Saved entries:

>>>>

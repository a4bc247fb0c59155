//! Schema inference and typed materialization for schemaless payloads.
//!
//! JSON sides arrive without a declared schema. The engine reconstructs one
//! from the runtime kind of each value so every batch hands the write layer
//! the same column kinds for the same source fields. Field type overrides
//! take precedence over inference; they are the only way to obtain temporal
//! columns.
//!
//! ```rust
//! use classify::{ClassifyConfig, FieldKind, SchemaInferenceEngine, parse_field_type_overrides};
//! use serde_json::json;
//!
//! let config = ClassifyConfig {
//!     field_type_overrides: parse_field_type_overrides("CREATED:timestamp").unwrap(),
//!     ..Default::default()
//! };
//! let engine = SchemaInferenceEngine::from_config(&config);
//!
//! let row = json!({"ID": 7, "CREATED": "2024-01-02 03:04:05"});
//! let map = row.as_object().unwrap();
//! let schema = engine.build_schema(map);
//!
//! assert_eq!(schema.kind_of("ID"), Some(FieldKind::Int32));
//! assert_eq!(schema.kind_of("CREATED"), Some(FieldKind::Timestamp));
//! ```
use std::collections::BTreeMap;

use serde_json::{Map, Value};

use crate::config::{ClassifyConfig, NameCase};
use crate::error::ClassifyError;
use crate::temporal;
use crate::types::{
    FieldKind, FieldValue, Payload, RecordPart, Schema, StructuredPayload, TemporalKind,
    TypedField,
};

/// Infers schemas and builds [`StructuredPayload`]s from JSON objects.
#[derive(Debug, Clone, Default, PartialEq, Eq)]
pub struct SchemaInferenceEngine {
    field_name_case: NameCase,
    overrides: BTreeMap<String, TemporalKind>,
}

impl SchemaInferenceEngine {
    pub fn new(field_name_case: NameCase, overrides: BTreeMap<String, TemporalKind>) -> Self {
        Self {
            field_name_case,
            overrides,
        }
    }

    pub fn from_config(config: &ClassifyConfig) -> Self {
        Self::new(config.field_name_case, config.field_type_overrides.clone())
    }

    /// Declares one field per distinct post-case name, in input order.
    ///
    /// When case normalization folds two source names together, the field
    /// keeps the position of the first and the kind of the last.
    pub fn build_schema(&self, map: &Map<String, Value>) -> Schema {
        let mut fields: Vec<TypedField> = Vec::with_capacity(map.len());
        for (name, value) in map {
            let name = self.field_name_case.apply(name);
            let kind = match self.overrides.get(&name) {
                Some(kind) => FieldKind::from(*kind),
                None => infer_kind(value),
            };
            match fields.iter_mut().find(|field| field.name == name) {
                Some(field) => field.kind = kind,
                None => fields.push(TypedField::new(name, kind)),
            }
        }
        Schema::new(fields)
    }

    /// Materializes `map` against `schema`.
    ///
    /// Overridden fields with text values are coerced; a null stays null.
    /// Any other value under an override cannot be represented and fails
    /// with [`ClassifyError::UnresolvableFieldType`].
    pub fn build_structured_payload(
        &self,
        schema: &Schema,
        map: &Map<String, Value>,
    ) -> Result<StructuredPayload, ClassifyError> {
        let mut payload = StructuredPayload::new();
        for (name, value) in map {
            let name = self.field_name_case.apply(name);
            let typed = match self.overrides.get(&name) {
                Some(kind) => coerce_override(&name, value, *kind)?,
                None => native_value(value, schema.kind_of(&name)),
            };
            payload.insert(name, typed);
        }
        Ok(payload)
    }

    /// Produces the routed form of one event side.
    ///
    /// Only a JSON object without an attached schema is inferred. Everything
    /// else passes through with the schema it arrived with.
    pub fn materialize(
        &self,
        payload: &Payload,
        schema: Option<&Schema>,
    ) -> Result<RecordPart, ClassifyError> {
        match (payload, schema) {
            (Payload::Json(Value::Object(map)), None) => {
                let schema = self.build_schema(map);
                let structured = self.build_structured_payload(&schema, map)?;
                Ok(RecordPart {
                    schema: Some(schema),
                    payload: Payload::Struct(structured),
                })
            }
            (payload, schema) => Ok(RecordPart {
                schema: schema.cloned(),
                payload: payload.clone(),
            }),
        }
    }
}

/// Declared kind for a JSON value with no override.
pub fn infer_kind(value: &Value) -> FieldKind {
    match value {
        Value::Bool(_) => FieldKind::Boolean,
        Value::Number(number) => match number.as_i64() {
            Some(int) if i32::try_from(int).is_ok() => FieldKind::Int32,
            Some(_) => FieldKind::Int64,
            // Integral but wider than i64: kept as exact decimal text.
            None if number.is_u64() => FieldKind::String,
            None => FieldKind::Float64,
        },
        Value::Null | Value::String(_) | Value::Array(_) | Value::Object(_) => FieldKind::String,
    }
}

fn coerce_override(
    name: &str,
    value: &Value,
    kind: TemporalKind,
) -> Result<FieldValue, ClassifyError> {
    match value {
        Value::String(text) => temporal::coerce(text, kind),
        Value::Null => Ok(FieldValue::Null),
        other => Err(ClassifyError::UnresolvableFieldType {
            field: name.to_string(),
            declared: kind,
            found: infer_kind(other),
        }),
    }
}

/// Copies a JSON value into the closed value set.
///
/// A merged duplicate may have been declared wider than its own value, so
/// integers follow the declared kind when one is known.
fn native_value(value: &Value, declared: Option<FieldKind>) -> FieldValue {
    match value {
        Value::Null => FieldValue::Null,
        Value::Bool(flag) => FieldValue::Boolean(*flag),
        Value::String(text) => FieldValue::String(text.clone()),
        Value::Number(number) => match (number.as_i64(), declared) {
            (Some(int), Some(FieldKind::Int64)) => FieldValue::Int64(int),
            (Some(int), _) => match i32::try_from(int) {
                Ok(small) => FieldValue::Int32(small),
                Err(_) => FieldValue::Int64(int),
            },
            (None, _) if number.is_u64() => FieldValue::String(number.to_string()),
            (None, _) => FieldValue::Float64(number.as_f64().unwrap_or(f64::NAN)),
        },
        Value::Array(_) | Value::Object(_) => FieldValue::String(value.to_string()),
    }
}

<<<<
>>>>

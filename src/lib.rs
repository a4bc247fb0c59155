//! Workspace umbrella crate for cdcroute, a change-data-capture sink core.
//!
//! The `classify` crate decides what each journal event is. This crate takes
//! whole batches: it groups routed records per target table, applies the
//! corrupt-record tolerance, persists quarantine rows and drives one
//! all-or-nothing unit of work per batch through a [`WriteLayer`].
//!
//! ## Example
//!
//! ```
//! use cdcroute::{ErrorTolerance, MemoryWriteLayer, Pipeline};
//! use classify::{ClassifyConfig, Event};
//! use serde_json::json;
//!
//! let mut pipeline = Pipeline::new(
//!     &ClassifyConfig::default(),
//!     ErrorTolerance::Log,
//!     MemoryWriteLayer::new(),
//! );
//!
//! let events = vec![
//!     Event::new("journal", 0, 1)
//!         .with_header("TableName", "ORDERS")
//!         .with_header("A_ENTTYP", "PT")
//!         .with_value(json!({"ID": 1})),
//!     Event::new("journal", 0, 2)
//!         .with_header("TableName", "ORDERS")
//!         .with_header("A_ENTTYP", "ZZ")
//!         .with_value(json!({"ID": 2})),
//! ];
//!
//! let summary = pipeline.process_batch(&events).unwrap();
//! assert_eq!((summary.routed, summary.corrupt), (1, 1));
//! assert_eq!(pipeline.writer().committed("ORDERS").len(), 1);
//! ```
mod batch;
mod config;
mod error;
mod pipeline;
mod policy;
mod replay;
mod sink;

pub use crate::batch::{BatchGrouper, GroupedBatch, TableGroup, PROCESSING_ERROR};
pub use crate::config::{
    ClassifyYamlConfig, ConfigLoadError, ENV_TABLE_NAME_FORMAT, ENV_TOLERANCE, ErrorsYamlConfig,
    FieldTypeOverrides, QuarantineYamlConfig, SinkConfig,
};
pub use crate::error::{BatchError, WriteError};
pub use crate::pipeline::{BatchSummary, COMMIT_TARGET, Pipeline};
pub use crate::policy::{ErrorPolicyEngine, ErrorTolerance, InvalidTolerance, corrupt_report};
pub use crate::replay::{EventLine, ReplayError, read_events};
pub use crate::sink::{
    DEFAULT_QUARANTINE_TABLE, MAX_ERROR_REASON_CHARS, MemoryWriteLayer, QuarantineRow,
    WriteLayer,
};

<<<<

Reproduce, exactly as they stand in the data above, the lines from the one that holds "Ok(payload)" to the one that holds "own value, so", inclusive.

        Ok(payload)
    }

    /// Produces the routed form of one event side.
    ///
    /// Only a JSON object without an attached schema is inferred. Everything
    /// else passes through with the schema it arrived with.
    pub fn materialize(
        &self,
        payload: &Payload,
        schema: Option<&Schema>,
    ) -> Result<RecordPart, ClassifyError> {
        match (payload, schema) {
            (Payload::Json(Value::Object(map)), None) => {
                let schema = self.build_schema(map);
                let structured = self.build_structured_payload(&schema, map)?;
                Ok(RecordPart {
                    schema: Some(schema),
                    payload: Payload::Struct(structured),
                })
            }
            (payload, schema) => Ok(RecordPart {
                schema: schema.cloned(),
                payload: payload.clone(),
            }),
        }
    }
}

/// Declared kind for a JSON value with no override.
pub fn infer_kind(value: &Value) -> FieldKind {
    match value {
        Value::Bool(_) => FieldKind::Boolean,
        Value::Number(number) => match number.as_i64() {
            Some(int) if i32::try_from(int).is_ok() => FieldKind::Int32,
            Some(_) => FieldKind::Int64,
            // Integral but wider than i64: kept as exact decimal text.
            None if number.is_u64() => FieldKind::String,
            None => FieldKind::Float64,
        },
        Value::Null | Value::String(_) | Value::Array(_) | Value::Object(_) => FieldKind::String,
    }
}

fn coerce_override(
    name: &str,
    value: &Value,
    kind: TemporalKind,
) -> Result<FieldValue, ClassifyError> {
    match value {
        Value::String(text) => temporal::coerce(text, kind),
        Value::Null => Ok(FieldValue::Null),
        other => Err(ClassifyError::UnresolvableFieldType {
            field: name.to_string(),
            declared: kind,
            found: infer_kind(other),
        }),
    }
}

/// Copies a JSON value into the closed value set.
///
/// A merged duplicate may have been declared wider than its own value, so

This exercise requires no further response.